Réalisateur : Neill Blomkamp
Acteurs : Matt Damon, Jodie Foster, Sharlto Copley, Alice Braga…
Genre : Science-fiction qui se pose des questions
Date de sortie française : 14 août 2013
Durée : 1h50
Classification : avertissement
Critique sociétale, science-fiction réaliste et Matt Damon au top de sa forme. Quatre ans après District 9, Neill Blomkamp vient confirmer qu’il est doué, très doué…
Pourquoi Elysium fait-il partie des films de SF les plus attendus de cette année 2013, alors que cette dernière nous aura gâté en productions de la sorte ? Et bien parce que son réalisateur n’est autre que Neill Blomkamp. Jeune surdoué, ce sud-africain s’est fait repéré par Peter Jackson suite à son court-métrage Alive in Joburg, lui trouvant l’argent pour l’adapter en format long pour le grand écran (après le projet de réaliser un film Halo tombé…à l’eau !). Sort donc en 2009 District 9, considéré désormais comme un pilier du cinéma de science-fiction. Alors que les avancées technologiques permettent aux cinéastes de réaliser leurs fantasmes les plus fous qui, malheureusement, trouvent rarement une raison d’être (n’est-ce pas James Cameron ?!), Blomkamp a d’abord surpris par son parti pris de revenir à une SF métaphorique et réaliste. Planant au dessus de Johannesbourg sans pouvoir en repartir, les aliens de District 9 devenaient les victimes d’un système inconscient et ignare, le réalisateur allant même jusqu’à imaginer un nouvel Apartheid. Incluant ses récits dans un monde en écho direct avec le nôtre, on ne s’étonnera donc pas que son style soit tout aussi présent dans Elysium.

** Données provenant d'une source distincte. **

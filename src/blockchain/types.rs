//! Chain-specific types and error definitions.

use alloy::primitives::{Address, TxHash};
use thiserror::Error;

/// Chain ID type for strong typing.
#[derive(Debug, Clone, Copy, PartialEq, Eq, Hash)]
pub struct ChainId(pub u64);

impl From<u64> for ChainId {
    fn from(id: u64) -> Self {
        Self(id)
    }
}

impl From<ChainId> for u64 {
    fn from(id: ChainId) -> Self {
        id.0
    }
}

/// Errors that can occur during blockchain operations.
#[derive(Debug, Error)]
pub enum BlockchainError {
    /// RPC connection or request failed.
    #[error("RPC error: {0}")]
    Rpc(String),

    /// RPC request timed out.
    #[error("RPC timeout after {0} seconds")]
    Timeout(u64),

    /// Deployment receipt did not arrive in time.
    #[error("Transaction {tx_hash} not confirmed: {reason}")]
    Confirmation { tx_hash: TxHash, reason: String },

    /// Transaction was reverted on-chain.
    #[error("Transaction reverted: {0}")]
    Reverted(TxHash),

    /// Receipt of a creation transaction carried no contract address.
    #[error("Receipt for {0} has no contract address")]
    MissingContractAddress(TxHash),

    /// Nothing is deployed at the reported address.
    #[error("No code at {0}")]
    NoCode(Address),

    /// Invalid private key format or missing secret.
    #[error("Wallet error: {0}")]
    Wallet(String),

    /// Chain configuration mismatch.
    #[error("Chain ID mismatch: expected {expected}, got {actual}")]
    ChainMismatch { expected: u64, actual: u64 },
}

/// Result type for blockchain operations.
pub type BlockchainResult<T> = Result<T, BlockchainError>;

/// Outcome of a confirmed contract deployment.
#[derive(Debug, Clone, PartialEq, Eq)]
pub struct Deployment {
    pub address: Address,
    pub tx_hash: TxHash,
    pub block_number: Option<u64>,
    pub gas_used: u64,
}
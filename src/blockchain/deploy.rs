//! Contract deployment and confirmation.
//!
//! # Responsibilities
//! - Build the contract-creation transaction from a factory
//! - Sign and broadcast it through the client's filler stack
//! - Wait for the receipt with the configured confirmations
//! - Check the contract actually landed on-chain

use alloy::json_abi::JsonAbi;
use alloy::network::TransactionBuilder;
use alloy::primitives::{Address, Bytes};
use alloy::rpc::types::TransactionRequest;
use std::time::Duration;

use crate::blockchain::client::BlockchainClient;
use crate::blockchain::types::{BlockchainError, BlockchainResult, Deployment};

/// Deployable contract: ABI plus creation bytecode.
#[derive(Debug, Clone)]
pub struct ContractFactory {
    abi: JsonAbi,
    bytecode: Bytes,
}

impl ContractFactory {
    pub fn new(abi: JsonAbi, bytecode: Bytes) -> Self {
        Self { abi, bytecode }
    }

    pub fn abi(&self) -> &JsonAbi {
        &self.abi
    }

    pub fn bytecode(&self) -> &Bytes {
        &self.bytecode
    }

    /// Unsigned creation transaction. Nonce, gas and fees are left to the
    /// provider's fillers.
    pub fn deploy_tx(&self) -> TransactionRequest {
        TransactionRequest::default().with_deploy_code(self.bytecode.clone())
    }
}

/// Sends creation transactions and waits for them to confirm.
pub struct Deployer {
    client: BlockchainClient,
    confirmations: u64,
    confirmation_timeout: Duration,
}

impl Deployer {
    /// Create a deployer.
    ///
    /// # Arguments
    /// * `client` - Signer-bound client
    /// * `confirmations` - Blocks required for the receipt (at least 1)
    /// * `confirmation_timeout_secs` - Maximum time to wait for the receipt
    pub fn new(client: BlockchainClient, confirmations: u64, confirmation_timeout_secs: u64) -> Self {
        Self {
            client,
            confirmations: confirmations.max(1),
            confirmation_timeout: Duration::from_secs(confirmation_timeout_secs),
        }
    }

    /// Deploy `factory` and wait for its receipt.
    pub async fn deploy(&self, factory: &ContractFactory) -> BlockchainResult<Deployment> {
        let tx = factory.deploy_tx();

        let pending = self
            .client
            .rpc("eth_sendRawTransaction", self.client.provider().send_transaction(tx))
            .await?;
        let tx_hash = *pending.tx_hash();

        tracing::info!(
            tx_hash = %tx_hash,
            code_len = factory.bytecode().len(),
            confirmations = self.confirmations,
            "Deployment transaction sent"
        );

        let receipt = pending
            .with_required_confirmations(self.confirmations)
            .with_timeout(Some(self.confirmation_timeout))
            .get_receipt()
            .await
            .map_err(|e| BlockchainError::Confirmation {
                tx_hash,
                reason: e.to_string(),
            })?;

        if !receipt.status() {
            return Err(BlockchainError::Reverted(tx_hash));
        }

        let address = receipt
            .contract_address
            .ok_or(BlockchainError::MissingContractAddress(tx_hash))?;

        let deployment = Deployment {
            address,
            tx_hash,
            block_number: receipt.block_number,
            gas_used: receipt.gas_used,
        };

        tracing::info!(
            address = %deployment.address,
            block_number = ?deployment.block_number,
            gas_used = deployment.gas_used,
            "Contract deployed"
        );
        Ok(deployment)
    }

    /// Ensure runtime code exists at `address`; returns its length.
    pub async fn ensure_code(&self, address: Address) -> BlockchainResult<usize> {
        let code = self.client.get_code(address).await?;
        if code.is_empty() {
            return Err(BlockchainError::NoCode(address));
        }
        Ok(code.len())
    }

    pub fn client(&self) -> &BlockchainClient {
        &self.client
    }
}
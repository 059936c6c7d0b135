//! Text and keyboard input for the handlers.

use std::fs;
use std::io::{self, BufRead, Read};

use tokio::sync::mpsc;

use crate::commands::TextInput;
use crate::error::CliError;

/// Where [`read_text`] took the text from.
#[derive(Debug, Clone, Copy, PartialEq, Eq)]
pub enum TextSource {
    Argument,
    File,
    Stdin,
}

/// Resolve the text for a command.
///
/// The positional text wins, then `--file`, then everything on `stdin`.
/// The text is returned untouched; sanitizing happens in the controller.
pub fn read_text(input: &TextInput, stdin: impl Read) -> Result<(String, TextSource), CliError> {
    if let Some(ref text) = input.text {
        return Ok((text.clone(), TextSource::Argument));
    }

    if let Some(ref path) = input.file {
        let text = fs::read_to_string(path)
            .map_err(|e| CliError::Io(format!("{}: {e}", path.display())))?;
        tracing::debug!(path = %path.display(), bytes = text.len(), "Read text from file");
        return Ok((text, TextSource::File));
    }

    let mut text = String::new();
    let mut stdin = stdin;
    stdin.read_to_string(&mut text)?;
    tracing::debug!(bytes = text.len(), "Read text from stdin");
    Ok((text, TextSource::Stdin))
}

/// Forward each line typed on the terminal as a unit message.
///
/// Runs on a dedicated thread: a blocking stdin read inside the runtime
/// would keep it from shutting down. The channel closes at end of input.
pub fn spawn_enter_listener() -> mpsc::UnboundedReceiver<()> {
    let (tx, rx) = mpsc::unbounded_channel();
    std::thread::spawn(move || {
        for line in io::stdin().lock().lines() {
            if line.is_err() || tx.send(()).is_err() {
                break;
            }
        }
    });
    rx
}

#[cfg(test)]
mod tests {
    use std::io::{Cursor, Write};

    use super::*;

    #[test]
    fn test_argument_wins() {
        let input = TextInput {
            text: Some("# Title".into()),
            file: None,
        };
        let (text, source) = read_text(&input, Cursor::new("ignored")).unwrap();
        assert_eq!(text, "# Title");
        assert_eq!(source, TextSource::Argument);
    }

    #[test]
    fn test_reads_file() {
        let mut file = tempfile::NamedTempFile::new().unwrap();
        write!(file, "## Summary\n\n**Revenue** grew").unwrap();

        let input = TextInput {
            text: None,
            file: Some(file.path().to_path_buf()),
        };
        let (text, source) = read_text(&input, Cursor::new("")).unwrap();
        assert_eq!(text, "## Summary\n\n**Revenue** grew");
        assert_eq!(source, TextSource::File);
    }

    #[test]
    fn test_missing_file_is_io_error() {
        let dir = tempfile::tempdir().unwrap();
        let input = TextInput {
            text: None,
            file: Some(dir.path().join("missing.md")),
        };
        let err = read_text(&input, Cursor::new("")).unwrap_err();
        assert!(matches!(err, CliError::Io(ref msg) if msg.contains("missing.md")));
    }

    #[test]
    fn test_falls_back_to_stdin() {
        let (text, source) =
            read_text(&TextInput::default(), Cursor::new("from a pipe\n")).unwrap();
        assert_eq!(text, "from a pipe\n");
        assert_eq!(source, TextSource::Stdin);
    }

    #[test]
    fn test_empty_stdin_is_empty_text() {
        let (text, _) = read_text(&TextInput::default(), Cursor::new("")).unwrap();
        assert!(text.is_empty());
    }
}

En effet, en l’an 2154, la Terre n’est plus qu’un dépotoir surpeuplée, et une minorité de privilégiés vivent sur une station orbitale paradisiaque : Elysium. Alors qu’il rêve de se payer son billet pour y vivre, Max Da Costa (Matt Damon) est irradié lors d’un accident de travail le vouant à une mort certaine. Il est alors contraint de tenter par tous les moyens d’immigrer sur la station qui soigne toutes les maladies, et ce malgré les repoussements violents des étrangers par le gouvernement d’Elysium, et plus particulièrement de la Secrétaire à la Défense Delacourt (Jodie Foster).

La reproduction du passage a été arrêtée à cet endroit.